In 1972, when Mark Felt was reading transcripts of Yeoman Radford's conversations, Bennett was the new owner of the Robert R. Mullen Company. This was a CIA front with offices in Washington and abroad. Among Bennett's employees was the seemingly retired CIA officer, E. Howard Hunt. Politically hyper-active during the Nixon Administration, Bennett was also the Washington representative of the Howard Hughes organization (which was just entering negotiations with the CIA over plans to recover a sunken Soviet submarine from the Pacific Ocean's floor). It was Bennett who suggested that Hunt might want to interview ITT lobbyist Dita Beard, and it was Bennett who volunteered his own nephew to work as an infiltrator at the DNC. One might go on, but the point is made: Bennett was a very well-placed source, if not a co-conspirator.
Today, Senator Bennett is a Mormon elder and one of the richest men in Congress. That he was also a key source of Bob Woodward's during the Watergate affair is memorialized in a Memorandum to the Record written by Martin J. Lukoskie, Bennett's CIA case-officer in 1972. (4) According to Lukoskie, Bennett "established a 'backdoor entry' to the Edward Bennett Williams law firm which is representing the Democratic Party (and the Washington Post...)" Bennett's job was to "kill off any revelation" about the Mullen Company's relationship to the CIA. But he was also responsible for dissuading reporters from the Washington Post from pursuing a 'Seven Days in May' scenario" that would have implicated the CIA in a conspiracy to "take over the country."
Perhaps Bennett ought to have had a word with Donald Stewart, as well.
The relationship between Bennett and the Post was later clarified by Lukoskie's CIA boss, Eric Eisenstadt.
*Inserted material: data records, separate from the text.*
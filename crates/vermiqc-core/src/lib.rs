//! Core types and trait definitions for the vermiculite QC store.
//!
//! Holds the sample evaluation engine (classifier, sample aggregator,
//! dashboard builder) as pure functions, plus the [`store::QcStore`] trait
//! backends implement. Free of HTTP and database dependencies.

// We intentionally use native `async fn` in traits (stabilised in Rust 1.75).
// Suppress the advisory lint about `Send` bounds on the returned futures.
#![allow(async_fn_in_trait)]

pub mod catalog;
pub mod classify;
pub mod dashboard;
pub mod error;
pub mod ingest;
pub mod sample;
pub mod seal;
pub mod specification;
pub mod store;
pub mod value;
pub mod verdict;

pub use error::{DomainError, Error, Locale, Result};
//! Synchronous store operations over a borrowed connection.
//!
//! Every function here runs on the connection thread inside a
//! `tokio_rusqlite` closure. Callers pass a `Transaction` or `Savepoint`
//! (both deref to `Connection`) when the operation must be atomic with its
//! neighbours; the functions themselves never begin or commit.

use std::collections::HashMap;

use chrono::{DateTime, FixedOffset, NaiveDate, SubsecRound as _, Utc};
use rusqlite::{Connection, OptionalExtension as _, params, types::Value};
use uuid::Uuid;

use vermiqc_core::{
  catalog::{Catalog, Product, ProductionLine, Property, Shift},
  dashboard::DashboardQuery,
  ingest::{
    IngestOutcome, IngestStatus, ParsedMeasurement, Submission,
    resolve_sample_time,
  },
  sample::{
    AnalysisKind, Measurement, NewMeasurement, NewSample, Sample, SampleFilter,
    SampleKey, SampleState, SampleView,
  },
  seal::{SealOutcome, evaluate},
  specification::{NewSpecification, Specification},
  value::MeasuredValue,
  verdict::Verdict,
};

use crate::{
  Result,
  cache::SpecCache,
  encode::{
    LINE_COLUMNS, MEASUREMENT_COLUMNS, PRODUCT_COLUMNS, PROPERTY_COLUMNS,
    RawMeasurement, RawProperty, RawSample, RawShift, RawSpecification,
    SAMPLE_COLUMNS, SHIFT_COLUMNS, SPECIFICATION_COLUMNS, decode_uuid, encode_date,
    encode_dt, encode_limits, encode_time, encode_uuid, encode_value,
    line_from_row, product_from_row,
  },
};

/// Settings every operation that classifies or defaults times needs.
pub struct Ctx<'a> {
  pub cache:  &'a SpecCache,
  pub offset: FixedOffset,
  pub now:    DateTime<Utc>,
}

// ─── Catalog ─────────────────────────────────────────────────────────────────

pub fn load_catalog(conn: &Connection) -> Result<Catalog> {
  let products = conn
    .prepare(&format!("SELECT {PRODUCT_COLUMNS} FROM products"))?
    .query_map([], product_from_row)?
    .collect::<rusqlite::Result<Vec<_>>>()?;

  let properties = conn
    .prepare(&format!("SELECT {PROPERTY_COLUMNS} FROM properties"))?
    .query_map([], RawProperty::from_row)?
    .collect::<rusqlite::Result<Vec<_>>>()?
    .into_iter()
    .map(RawProperty::into_property)
    .collect::<Result<Vec<_>>>()?;

  let lines = conn
    .prepare(&format!("SELECT {LINE_COLUMNS} FROM lines"))?
    .query_map([], line_from_row)?
    .collect::<rusqlite::Result<Vec<_>>>()?;

  let shifts = conn
    .prepare(&format!("SELECT {SHIFT_COLUMNS} FROM shifts"))?
    .query_map([], RawShift::from_row)?
    .collect::<rusqlite::Result<Vec<_>>>()?
    .into_iter()
    .map(RawShift::into_shift)
    .collect::<Result<Vec<_>>>()?;

  Ok(Catalog::from_parts(products, properties, lines, shifts))
}

pub fn upsert_product(conn: &Connection, p: &Product) -> Result<()> {
  conn.execute(
    "INSERT INTO products (code, name, display_order, active)
     VALUES (?1, ?2, ?3, ?4)
     ON CONFLICT(code) DO UPDATE SET
       name = excluded.name,
       display_order = excluded.display_order,
       active = excluded.active",
    params![p.code, p.name, p.display_order, p.active],
  )?;
  Ok(())
}
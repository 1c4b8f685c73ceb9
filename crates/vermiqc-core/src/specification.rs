//! Specification limits per `(product, property)` with effective dating.
//!
//! History is append-only: an upsert closes the previously active row by
//! setting its `effective_to` and inserts a new row. Lookups at an instant
//! are range lookups over `[effective_from, effective_to)`.

use std::collections::BTreeSet;

use chrono::{DateTime, Utc};
use rust_decimal::Decimal;
use serde::{Deserialize, Serialize};
use uuid::Uuid;

use crate::{Error, Result, catalog::DataType, value::check_precision};

// ─── Limits ──────────────────────────────────────────────────────────────────

/// Acceptance limits. Numeric bounds are all optional; a missing bound never
/// triggers its band.
#[derive(Debug, Clone, PartialEq, Eq, Serialize, Deserialize)]
#[serde(tag = "type", rename_all = "snake_case")]
pub enum Limits {
  Numeric {
    /// Lower specification limit; below it the value is rejected.
    #[serde(default)]
    lsl: Option<Decimal>,
    /// Lower warning limit; below it (but within spec) the value alerts.
    #[serde(default)]
    lwl: Option<Decimal>,
    #[serde(default)]
    uwl: Option<Decimal>,
    #[serde(default)]
    usl: Option<Decimal>,
  },
  Categorical {
    accepted: BTreeSet<String>,
  },
}

impl Limits {
  pub fn data_type(&self) -> DataType {
    match self {
      Self::Numeric { .. } => DataType::Numeric,
      Self::Categorical { .. } => DataType::Categorical,
    }
  }

  /// Check `lsl ≤ lwl ≤ uwl ≤ usl` over the bounds that are present, and
  /// that every bound fits the measurement precision.
  pub fn validate(&self) -> Result<()> {
    match self {
      Self::Numeric { lsl, lwl, uwl, usl } => {
        let named = [("lsl", lsl), ("lwl", lwl), ("uwl", uwl), ("usl", usl)];
        let present: Vec<(&str, Decimal)> = named
          .iter()
          .filter_map(|(name, bound)| bound.map(|b| (*name, b)))
          .collect();

        for (name, bound) in &present {
          check_precision(*bound).map_err(|_| {
            Error::InvalidBounds(format!("{name} has too many fractional digits"))
          })?;
        }
        for pair in present.windows(2) {
          let ((lo_name, lo), (hi_name, hi)) = (pair[0], pair[1]);
          if lo > hi {
            return Err(Error::InvalidBounds(format!(
              "{lo_name} ({lo}) is greater than {hi_name} ({hi})"
            )));
          }
        }
        Ok(())
      }
      Self::Categorical { accepted } => {
        if accepted.iter().any(|t| t.trim().is_empty()) {
          return Err(Error::InvalidBounds(
            "accepted tokens must not be blank".into(),
          ));
        }
        Ok(())
      }
    }
  }
}

// ─── Specification ───────────────────────────────────────────────────────────

#[derive(Debug, Clone, PartialEq, Eq, Serialize, Deserialize)]
pub struct Specification {
  pub spec_id:        Uuid,
  pub product:        String,
  pub property:       String,
  pub limits:         Limits,
  pub effective_from: DateTime<Utc>,
  /// `None` while the specification is the active one.
  pub effective_to:   Option<DateTime<Utc>>,
  pub notes:          Option<String>,
  pub recorded_at:    DateTime<Utc>,
}

impl Specification {
  /// Whether `at` falls inside `[effective_from, effective_to)`.
  pub fn covers(&self, at: DateTime<Utc>) -> bool {
    self.effective_from <= at && self.effective_to.is_none_or(|to| at < to)
  }
}

/// Pick the specification covering `at` from one pair's history.
pub fn active_at(
  history: &[Specification],
  at: DateTime<Utc>,
) -> Option<&Specification> {
  history.iter().find(|s| s.covers(at))
}

// ─── NewSpecification ────────────────────────────────────────────────────────

/// Input to [`crate::store::QcStore::upsert_specification`].
#[derive(Debug, Clone, Serialize, Deserialize)]
pub struct NewSpecification {
  pub product:        String,
  pub property:       String,
  pub limits:         Limits,
  /// Defaults to the time of the upsert.
  #[serde(default)]
  pub effective_from: Option<DateTime<Utc>>,
  #[serde(default)]
  pub notes:          Option<String>,
}

impl NewSpecification {
  /// Validate the limits against the property's data type.
  pub fn validate(&self, data_type: DataType) -> Result<()> {
    if self.limits.data_type() != data_type {
      return Err(Error::InvalidBounds(format!(
        "{} limits given for {data_type} property {}",
        self.limits.data_type(),
        self.property
      )));
    }
    self.limits.validate()
  }
}
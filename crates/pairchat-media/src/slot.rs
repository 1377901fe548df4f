use tokio::sync::Mutex;
use tracing::debug;

use crate::config::PeerConfig;
use crate::error::PeerError;
use crate::peer::PeerSession;

/// Owner of the one live [`PeerSession`].
///
/// Callers get a handle to the current session, or ask for a fresh one when
/// reconnecting. Replacing a session disconnects the previous one.
pub struct ConnectionSlot {
    config: PeerConfig,
    current: Mutex<Option<PeerSession>>,
}

impl ConnectionSlot {
    pub fn new(config: PeerConfig) -> Self {
        Self {
            config,
            current: Mutex::new(None),
        }
    }

    pub fn config(&self) -> &PeerConfig {
        &self.config
    }

    /// The current session, created on first use.
    pub async fn get_or_create(&self) -> Result<PeerSession, PeerError> {
        let mut current = self.current.lock().await;
        if let Some(session) = current.as_ref() {
            return Ok(session.clone());
        }
        let session = PeerSession::new(self.config.clone()).await?;
        *current = Some(session.clone());
        Ok(session)
    }

    pub async fn current(&self) -> Option<PeerSession> {
        self.current.lock().await.clone()
    }

    /// Disconnect the current session, if any, and leave the slot empty.
    pub async fn reset(&self) {
        let old = self.current.lock().await.take();
        if let Some(old) = old {
            debug!("Tearing down previous session");
            old.disconnect().await;
        }
    }

    /// Disconnect the current session and install a brand-new one.
    pub async fn replace(&self) -> Result<PeerSession, PeerError> {
        self.reset().await;
        self.get_or_create().await
    }
}

#[cfg(test)]
mod tests {
    use super::*;
    use pairchat_shared::types::ConnectionState;

    #[tokio::test]
    async fn get_or_create_reuses_the_session() {
        let slot = ConnectionSlot::new(PeerConfig::local_only());
        assert!(slot.current().await.is_none());

        let a = slot.get_or_create().await.unwrap();
        let b = slot.get_or_create().await.unwrap();
        assert!(PeerSession::same(&a, &b));

        slot.reset().await;
    }

    #[tokio::test]
    async fn replace_disconnects_the_old_session() {
        let slot = ConnectionSlot::new(PeerConfig::local_only());
        let old = slot.get_or_create().await.unwrap();
        let new = slot.replace().await.unwrap();

        assert!(!PeerSession::same(&old, &new));
        assert_eq!(old.connection_state(), ConnectionState::Disconnected);
        assert_ne!(new.connection_state(), ConnectionState::Disconnected);

        let current = slot.current().await.unwrap();
        assert!(PeerSession::same(&current, &new));
        slot.reset().await;
        assert!(slot.current().await.is_none());
    }
}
In a memo to the Deputy Director of Plans, Eisenstadt wrote that Bennett "has been feeding stories to Bob Woodward of the Washington Post with the understanding that there be no attribution to Bennett. Woodward is suitably grateful for the fine stories and by-lines he gets and protects Bennett (and the Mullen Company)." (5)
Hunh! It's enough to make you wonder, though not, apparently, enough to make the press wonder. But this is what the Deep Throat mystery is all about. It's not just a parlor game to canonize yet another celebrity. Rather, it's a question of deciding whether or not the Post's coverage was manipulated by a cabal of spooks who were working to destroy an unpopular president.
This is, of course, a conspiratorial point of view. Most of the press has embraced Mark Felt as the celebrity de jour and, toward that end, the only motive they impute to his behavior is a love of country. And that is what's likely to be taught in the schools.
More cynical observers, however, will point to the fact that FBI Director Hoover died a few weeks before the Watergate break-ins, and will suggest that his second-in-command, Mark Felt, went after the Nixon Administration because he was disappointed at not being named to take Hoover's place.
That's possible, of course, but even if Felt didn't get to be Director, he got the next best thing. That is, he got the files. Within hours of Hoover's death, Felt took charge of the Hoover's Official and Confidential files---including one that was headed "Black-Bag Jobs." The fate of other files in Hoover's executive suite, including the Director's Personal and Confidential files and the so-called "Do Not File" files, remains a mystery. (6)
Now that we know that Mark Felt is Deep Throat, it would be grand to ask him about the Director's missing files, his view of Yeoman Radford's spying, and his reasons for going to the press, rather than to the Justice Department, with his concerns about Watergate. It's clear, however, that his family has no intention of making the old man available. He is, after all, 91-years-old and not entirely well.